WHAT YOU NEED TO DO
Only the lines from the top of the data through the line containing "write (every coordination-store" should be duplicated, exactly as they appear.
---*---
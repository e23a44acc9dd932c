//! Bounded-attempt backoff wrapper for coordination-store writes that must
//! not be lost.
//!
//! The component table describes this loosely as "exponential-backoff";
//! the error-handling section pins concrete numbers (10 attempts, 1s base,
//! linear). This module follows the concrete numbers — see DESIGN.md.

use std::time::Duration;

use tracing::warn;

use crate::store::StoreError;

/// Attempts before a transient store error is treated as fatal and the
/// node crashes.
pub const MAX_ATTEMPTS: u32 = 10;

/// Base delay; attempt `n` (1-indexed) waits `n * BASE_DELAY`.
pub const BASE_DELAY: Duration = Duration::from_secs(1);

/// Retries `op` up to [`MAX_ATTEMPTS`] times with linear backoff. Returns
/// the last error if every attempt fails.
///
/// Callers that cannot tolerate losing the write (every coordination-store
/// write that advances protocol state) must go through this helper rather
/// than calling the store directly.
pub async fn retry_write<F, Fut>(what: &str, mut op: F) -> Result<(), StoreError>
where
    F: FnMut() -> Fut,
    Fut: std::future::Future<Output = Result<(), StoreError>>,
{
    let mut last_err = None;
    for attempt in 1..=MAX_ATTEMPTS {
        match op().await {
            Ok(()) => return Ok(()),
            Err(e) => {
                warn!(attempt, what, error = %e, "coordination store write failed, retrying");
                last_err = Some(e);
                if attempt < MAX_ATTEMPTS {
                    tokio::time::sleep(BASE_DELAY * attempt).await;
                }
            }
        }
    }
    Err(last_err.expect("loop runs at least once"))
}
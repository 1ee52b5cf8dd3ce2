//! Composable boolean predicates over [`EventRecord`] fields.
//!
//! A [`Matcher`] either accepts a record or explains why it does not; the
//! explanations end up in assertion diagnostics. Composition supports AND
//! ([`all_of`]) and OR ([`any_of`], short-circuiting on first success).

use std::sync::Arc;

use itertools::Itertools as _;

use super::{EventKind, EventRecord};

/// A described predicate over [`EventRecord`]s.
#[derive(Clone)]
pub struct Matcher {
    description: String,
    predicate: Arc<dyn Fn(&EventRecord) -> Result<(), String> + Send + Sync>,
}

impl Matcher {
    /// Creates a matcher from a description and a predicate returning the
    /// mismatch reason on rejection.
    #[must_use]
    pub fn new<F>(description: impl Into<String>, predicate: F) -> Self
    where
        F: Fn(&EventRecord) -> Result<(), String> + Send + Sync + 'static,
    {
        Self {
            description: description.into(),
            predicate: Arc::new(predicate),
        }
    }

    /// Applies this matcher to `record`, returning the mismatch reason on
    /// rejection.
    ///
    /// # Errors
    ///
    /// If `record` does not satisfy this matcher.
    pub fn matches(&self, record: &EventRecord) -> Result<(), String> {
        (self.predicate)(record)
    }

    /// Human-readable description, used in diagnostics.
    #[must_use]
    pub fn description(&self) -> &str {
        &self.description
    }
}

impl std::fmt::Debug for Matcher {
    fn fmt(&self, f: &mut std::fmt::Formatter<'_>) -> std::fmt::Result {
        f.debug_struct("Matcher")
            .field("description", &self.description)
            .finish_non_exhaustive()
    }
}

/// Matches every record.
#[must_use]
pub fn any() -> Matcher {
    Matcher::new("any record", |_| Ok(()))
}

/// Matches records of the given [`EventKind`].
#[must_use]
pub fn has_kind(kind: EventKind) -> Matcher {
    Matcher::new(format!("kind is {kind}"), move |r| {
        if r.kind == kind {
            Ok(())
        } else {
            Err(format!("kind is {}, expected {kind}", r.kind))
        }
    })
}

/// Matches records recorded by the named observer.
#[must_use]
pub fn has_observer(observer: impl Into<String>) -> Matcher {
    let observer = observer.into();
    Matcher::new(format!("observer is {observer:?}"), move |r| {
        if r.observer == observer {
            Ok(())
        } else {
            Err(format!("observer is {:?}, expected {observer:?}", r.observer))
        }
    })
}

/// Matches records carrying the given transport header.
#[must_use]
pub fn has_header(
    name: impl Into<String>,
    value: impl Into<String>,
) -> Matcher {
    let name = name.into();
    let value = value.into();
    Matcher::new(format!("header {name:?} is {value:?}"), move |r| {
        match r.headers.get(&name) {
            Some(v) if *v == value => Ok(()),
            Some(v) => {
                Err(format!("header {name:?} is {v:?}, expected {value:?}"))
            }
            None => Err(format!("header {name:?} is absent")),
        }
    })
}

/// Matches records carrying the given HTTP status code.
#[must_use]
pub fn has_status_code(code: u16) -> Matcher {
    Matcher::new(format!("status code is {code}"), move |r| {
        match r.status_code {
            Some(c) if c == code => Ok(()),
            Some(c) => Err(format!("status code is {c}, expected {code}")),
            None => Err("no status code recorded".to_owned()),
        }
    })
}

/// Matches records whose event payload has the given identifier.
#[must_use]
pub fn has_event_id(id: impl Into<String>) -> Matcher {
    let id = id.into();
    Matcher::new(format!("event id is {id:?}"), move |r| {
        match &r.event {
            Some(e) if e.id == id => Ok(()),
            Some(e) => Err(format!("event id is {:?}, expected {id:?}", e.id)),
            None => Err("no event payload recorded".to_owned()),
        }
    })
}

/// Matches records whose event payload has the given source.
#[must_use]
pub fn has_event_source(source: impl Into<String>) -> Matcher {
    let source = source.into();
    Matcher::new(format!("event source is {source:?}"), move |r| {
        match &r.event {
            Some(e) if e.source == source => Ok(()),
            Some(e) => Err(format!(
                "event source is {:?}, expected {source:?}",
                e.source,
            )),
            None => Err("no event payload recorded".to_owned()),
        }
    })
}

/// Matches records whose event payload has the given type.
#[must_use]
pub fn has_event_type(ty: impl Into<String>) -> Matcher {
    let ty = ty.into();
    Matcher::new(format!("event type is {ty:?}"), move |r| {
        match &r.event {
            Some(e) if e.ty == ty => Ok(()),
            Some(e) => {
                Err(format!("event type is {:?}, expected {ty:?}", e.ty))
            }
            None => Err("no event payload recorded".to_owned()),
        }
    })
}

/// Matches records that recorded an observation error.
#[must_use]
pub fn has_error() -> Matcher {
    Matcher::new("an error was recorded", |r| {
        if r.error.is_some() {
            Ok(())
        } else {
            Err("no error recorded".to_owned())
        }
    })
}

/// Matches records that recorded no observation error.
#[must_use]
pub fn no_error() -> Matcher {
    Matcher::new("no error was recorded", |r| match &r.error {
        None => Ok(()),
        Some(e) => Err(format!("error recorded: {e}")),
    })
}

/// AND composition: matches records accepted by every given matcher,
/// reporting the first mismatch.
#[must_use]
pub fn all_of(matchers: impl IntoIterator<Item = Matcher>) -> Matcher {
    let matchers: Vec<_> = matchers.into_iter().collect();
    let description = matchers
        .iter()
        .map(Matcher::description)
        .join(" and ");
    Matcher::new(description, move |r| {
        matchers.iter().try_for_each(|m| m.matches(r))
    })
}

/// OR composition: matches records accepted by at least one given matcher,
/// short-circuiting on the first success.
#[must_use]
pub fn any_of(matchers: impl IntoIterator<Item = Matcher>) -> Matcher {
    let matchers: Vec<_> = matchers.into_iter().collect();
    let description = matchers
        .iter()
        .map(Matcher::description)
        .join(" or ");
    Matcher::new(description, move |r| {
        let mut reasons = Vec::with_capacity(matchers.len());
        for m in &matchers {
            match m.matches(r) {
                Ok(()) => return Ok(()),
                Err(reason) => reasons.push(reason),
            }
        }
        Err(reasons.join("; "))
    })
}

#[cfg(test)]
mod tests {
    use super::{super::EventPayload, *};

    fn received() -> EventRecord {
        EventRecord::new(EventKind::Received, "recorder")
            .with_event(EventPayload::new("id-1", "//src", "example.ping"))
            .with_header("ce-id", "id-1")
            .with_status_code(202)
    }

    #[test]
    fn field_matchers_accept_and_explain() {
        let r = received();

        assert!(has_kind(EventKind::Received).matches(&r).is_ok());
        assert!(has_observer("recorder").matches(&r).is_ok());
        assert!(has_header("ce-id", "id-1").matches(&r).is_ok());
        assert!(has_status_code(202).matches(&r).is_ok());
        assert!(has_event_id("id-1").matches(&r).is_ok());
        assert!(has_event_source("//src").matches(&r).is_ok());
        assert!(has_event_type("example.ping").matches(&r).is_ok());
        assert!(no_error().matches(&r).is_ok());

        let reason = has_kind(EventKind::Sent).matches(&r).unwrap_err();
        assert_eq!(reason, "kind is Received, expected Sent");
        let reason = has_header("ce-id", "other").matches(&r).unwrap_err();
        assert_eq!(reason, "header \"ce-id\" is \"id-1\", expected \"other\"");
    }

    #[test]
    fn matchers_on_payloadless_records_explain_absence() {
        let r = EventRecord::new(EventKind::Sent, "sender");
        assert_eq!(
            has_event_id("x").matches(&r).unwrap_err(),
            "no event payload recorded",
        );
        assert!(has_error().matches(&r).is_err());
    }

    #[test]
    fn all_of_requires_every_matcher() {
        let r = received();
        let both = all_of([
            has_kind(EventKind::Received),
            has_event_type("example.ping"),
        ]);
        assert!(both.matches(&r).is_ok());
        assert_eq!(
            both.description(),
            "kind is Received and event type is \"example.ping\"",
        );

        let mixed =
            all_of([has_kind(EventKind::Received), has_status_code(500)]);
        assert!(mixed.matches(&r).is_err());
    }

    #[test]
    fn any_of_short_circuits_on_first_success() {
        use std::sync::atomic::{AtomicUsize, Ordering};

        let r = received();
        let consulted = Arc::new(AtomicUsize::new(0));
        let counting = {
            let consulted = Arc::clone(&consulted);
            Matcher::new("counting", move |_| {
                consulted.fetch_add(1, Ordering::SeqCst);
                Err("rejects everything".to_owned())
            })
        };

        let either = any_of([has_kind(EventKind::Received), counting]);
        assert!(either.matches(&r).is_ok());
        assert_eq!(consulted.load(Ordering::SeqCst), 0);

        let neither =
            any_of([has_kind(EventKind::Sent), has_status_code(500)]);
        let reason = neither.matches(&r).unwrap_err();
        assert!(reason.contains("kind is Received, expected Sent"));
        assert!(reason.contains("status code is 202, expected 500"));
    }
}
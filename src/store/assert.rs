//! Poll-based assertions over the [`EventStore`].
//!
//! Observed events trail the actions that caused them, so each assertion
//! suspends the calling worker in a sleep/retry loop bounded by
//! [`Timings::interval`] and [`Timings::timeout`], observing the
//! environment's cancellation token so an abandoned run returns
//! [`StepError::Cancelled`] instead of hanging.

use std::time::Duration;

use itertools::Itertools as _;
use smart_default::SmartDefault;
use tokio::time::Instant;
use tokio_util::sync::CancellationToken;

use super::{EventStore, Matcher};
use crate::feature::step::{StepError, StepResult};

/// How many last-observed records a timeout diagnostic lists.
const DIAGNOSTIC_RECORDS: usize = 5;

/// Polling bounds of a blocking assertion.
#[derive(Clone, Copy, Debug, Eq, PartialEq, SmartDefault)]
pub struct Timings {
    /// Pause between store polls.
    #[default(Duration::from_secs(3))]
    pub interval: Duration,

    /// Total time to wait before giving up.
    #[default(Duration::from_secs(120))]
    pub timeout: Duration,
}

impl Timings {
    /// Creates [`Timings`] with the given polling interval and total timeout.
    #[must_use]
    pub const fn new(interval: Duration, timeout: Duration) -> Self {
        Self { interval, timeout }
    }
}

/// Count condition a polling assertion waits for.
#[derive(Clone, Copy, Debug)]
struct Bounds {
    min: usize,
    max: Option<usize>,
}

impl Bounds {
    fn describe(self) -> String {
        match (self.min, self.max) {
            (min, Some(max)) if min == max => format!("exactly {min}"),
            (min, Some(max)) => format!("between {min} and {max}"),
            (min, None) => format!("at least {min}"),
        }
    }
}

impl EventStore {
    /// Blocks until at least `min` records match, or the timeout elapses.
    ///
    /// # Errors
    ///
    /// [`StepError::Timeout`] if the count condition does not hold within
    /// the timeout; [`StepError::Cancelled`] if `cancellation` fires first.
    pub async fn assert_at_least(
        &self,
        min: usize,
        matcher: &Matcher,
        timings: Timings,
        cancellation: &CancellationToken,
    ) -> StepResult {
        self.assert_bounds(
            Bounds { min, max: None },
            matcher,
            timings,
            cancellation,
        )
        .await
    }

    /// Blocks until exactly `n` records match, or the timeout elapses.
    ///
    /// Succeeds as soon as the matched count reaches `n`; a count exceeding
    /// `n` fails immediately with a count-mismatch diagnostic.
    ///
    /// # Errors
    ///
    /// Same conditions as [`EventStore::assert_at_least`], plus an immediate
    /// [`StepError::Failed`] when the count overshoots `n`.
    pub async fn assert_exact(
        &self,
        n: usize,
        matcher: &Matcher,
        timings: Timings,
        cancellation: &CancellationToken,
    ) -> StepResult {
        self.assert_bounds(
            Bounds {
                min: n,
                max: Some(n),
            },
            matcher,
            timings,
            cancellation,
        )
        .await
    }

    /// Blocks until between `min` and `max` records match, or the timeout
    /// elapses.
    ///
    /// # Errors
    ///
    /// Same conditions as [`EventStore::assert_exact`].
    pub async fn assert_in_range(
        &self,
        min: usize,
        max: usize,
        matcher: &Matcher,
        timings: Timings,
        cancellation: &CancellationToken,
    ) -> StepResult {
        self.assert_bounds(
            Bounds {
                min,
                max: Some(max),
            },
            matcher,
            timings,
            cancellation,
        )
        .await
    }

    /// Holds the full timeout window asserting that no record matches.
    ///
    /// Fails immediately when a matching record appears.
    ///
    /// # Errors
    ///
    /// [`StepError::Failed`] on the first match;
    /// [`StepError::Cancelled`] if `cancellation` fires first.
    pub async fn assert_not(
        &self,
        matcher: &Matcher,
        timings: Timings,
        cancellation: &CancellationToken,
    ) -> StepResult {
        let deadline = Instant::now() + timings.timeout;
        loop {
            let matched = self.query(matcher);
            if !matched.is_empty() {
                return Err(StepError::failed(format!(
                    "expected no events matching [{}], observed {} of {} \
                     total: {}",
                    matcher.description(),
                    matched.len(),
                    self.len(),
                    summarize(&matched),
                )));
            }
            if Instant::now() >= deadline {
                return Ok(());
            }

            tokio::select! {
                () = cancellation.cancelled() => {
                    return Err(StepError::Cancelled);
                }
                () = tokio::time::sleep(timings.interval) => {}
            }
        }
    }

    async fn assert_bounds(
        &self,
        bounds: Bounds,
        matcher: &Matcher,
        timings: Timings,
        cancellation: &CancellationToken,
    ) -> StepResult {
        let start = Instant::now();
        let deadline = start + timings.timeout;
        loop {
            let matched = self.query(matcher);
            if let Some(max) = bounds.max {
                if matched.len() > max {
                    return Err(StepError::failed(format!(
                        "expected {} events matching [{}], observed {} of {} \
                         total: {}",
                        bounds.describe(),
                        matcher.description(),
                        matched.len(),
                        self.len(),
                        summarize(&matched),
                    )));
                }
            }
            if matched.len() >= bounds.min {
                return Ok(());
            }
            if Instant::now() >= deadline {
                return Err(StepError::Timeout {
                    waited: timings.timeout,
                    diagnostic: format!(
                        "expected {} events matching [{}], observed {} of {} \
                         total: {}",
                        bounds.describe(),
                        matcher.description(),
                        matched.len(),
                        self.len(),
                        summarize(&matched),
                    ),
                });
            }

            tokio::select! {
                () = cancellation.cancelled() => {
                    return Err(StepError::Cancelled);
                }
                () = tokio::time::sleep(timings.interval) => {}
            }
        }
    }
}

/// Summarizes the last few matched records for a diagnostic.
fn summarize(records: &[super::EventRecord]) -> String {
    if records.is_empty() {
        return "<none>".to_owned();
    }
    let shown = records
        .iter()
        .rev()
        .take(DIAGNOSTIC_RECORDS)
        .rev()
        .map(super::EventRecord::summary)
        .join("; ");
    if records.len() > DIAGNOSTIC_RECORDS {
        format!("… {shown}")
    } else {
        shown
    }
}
---*---
SOLUTION TO THE EXERCISE
repository e23a44acc9dd932c
//! Bounded-attempt backoff wrapper for coordination-store writes that must
//! not be lost.
//!
//! The component table describes this loosely as "exponential-backoff";
//! the error-handling section pins concrete numbers (10 attempts, 1s base,
//! linear). This module follows the concrete numbers — see DESIGN.md.

use std::time::Duration;

use tracing::warn;

use crate::store::StoreError;

/// Attempts before a transient store error is treated as fatal and the
/// node crashes.
pub const MAX_ATTEMPTS: u32 = 10;

/// Base delay; attempt `n` (1-indexed) waits `n * BASE_DELAY`.
pub const BASE_DELAY: Duration = Duration::from_secs(1);

/// Retries `op` up to [`MAX_ATTEMPTS`] times with linear backoff. Returns
/// the last error if every attempt fails.
///
/// Callers that cannot tolerate losing the write (every coordination-store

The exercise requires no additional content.